§ **REQUIREMENT**
Note each line of the entries that includes "VisionError". Then copy those lines.

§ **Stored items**

┌──

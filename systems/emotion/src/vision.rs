//! Boundary between the sampler and the camera and classifier backends.

use moodscroll_core::{EmotionSample, EmotionScores};
use thiserror::Error;

/// Failures reported by a vision backend. None of them are fatal to the sampler.
#[derive(Clone, Debug, PartialEq, Eq, Error)]
pub enum VisionError {
    /// The capture device could not be opened.
    #[error("camera unavailable: {0}")]
    CameraUnavailable(String),
    /// The device was open but returned no usable frame.
    #[error("failed to read frame: {0}")]
    FrameRead(String),
    /// Face detection could not process the frame.
    #[error("face detection failed: {0}")]
    FaceDetection(String),
    /// A single region could not be classified.
    #[error("classification failed: {0}")]
    Classification(String),
}

/// Captured image in row-major RGB8 layout.
#[derive(Clone, Debug, PartialEq, Eq)]
pub struct Frame {
    width: u32,
    height: u32,
    pixels: Vec<u8>,
}

impl Frame {
    /// Wraps raw pixel data captured by a backend.
    #[must_use]
    pub fn new(width: u32, height: u32, pixels: Vec<u8>) -> Self {
        Self {
            width,
            height,
            pixels,
        }
    }

    /// Width in pixels.
    #[must_use]
    pub const fn width(&self) -> u32 {
        self.width
    }

    /// Height in pixels.
    #[must_use]
    pub const fn height(&self) -> u32 {
        self.height
    }

    /// Raw pixel bytes.
    #[must_use]
    pub fn pixels(&self) -> &[u8] {
        &self.pixels
    }
}

/// Rectangle around a detected face, in frame pixels.
#[derive(Clone, Copy, Debug, PartialEq, Eq)]
pub struct RegionOfInterest {
    x: u32,
    y: u32,
    width: u32,
    height: u32,
}

impl RegionOfInterest {
    /// Creates a region anchored at its upper-left corner.
    #[must_use]
    pub const fn new(x: u32, y: u32, width: u32, height: u32) -> Self {
        Self {
            x,
            y,
            width,
            height,
        }
    }

    /// Left edge.
    #[must_use]
    pub const fn x(&self) -> u32 {
        self.x
    }

    /// Top edge.
    #[must_use]
    pub const fn y(&self) -> u32 {
        self.y
    }

    /// Width in pixels.
    #[must_use]
    pub const fn width(&self) -> u32 {
        self.width
    }

    /// Height in pixels.
    #[must_use]
    pub const fn height(&self) -> u32 {
        self.height
    }
}

/// Camera plus face detector plus per-face emotion classifier.
///
/// Implementations are called from a worker thread and may block.
pub trait Vision: Send + Sync + 'static {
    /// Acquires one frame from the capture device.
    fn capture_frame(&self) -> Result<Frame, VisionError>;

    /// Locates faces in a frame.
    fn detect_faces(&self, frame: &Frame) -> Result<Vec<RegionOfInterest>, VisionError>;

    /// Scores every emotion label for one face.
    fn classify_region(
        &self,
        frame: &Frame,
        region: &RegionOfInterest,
    ) -> Result<EmotionScores, VisionError>;
}

/// Runs the capture, detection, and classification pipeline once.
///
/// Every failure is logged. Frame and detection failures yield no samples;
/// a region that fails to classify is skipped while the rest of the batch
/// still contributes.
pub(crate) fn observe<V: Vision + ?Sized>(vision: &V) -> Vec<EmotionSample> {
    let frame = match vision.capture_frame() {
        Ok(frame) => frame,
        Err(error) => {
            tracing::warn!(%error, "skipping emotion sample");
            return Vec::new();
        }
    };

    let regions = match vision.detect_faces(&frame) {
        Ok(regions) => regions,
        Err(error) => {
            tracing::warn!(%error, "skipping emotion sample");
            return Vec::new();
        }
    };

    regions
        .iter()
        .enumerate()
        .filter_map(|(index, region)| match vision.classify_region(&frame, region) {
            Ok(scores) => Some(EmotionSample::from_scores(scores)),
            Err(error) => {
                tracing::warn!(%error, region = index, "skipping face");
                None
            }
        })
        .collect()
}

└──

§ **TASK SOLUTION**
pub enum VisionError {
    fn capture_frame(&self) -> Result<Frame, VisionError>;
    fn detect_faces(&self, frame: &Frame) -> Result<Vec<RegionOfInterest>, VisionError>;
    ) -> Result<EmotionScores, VisionError>;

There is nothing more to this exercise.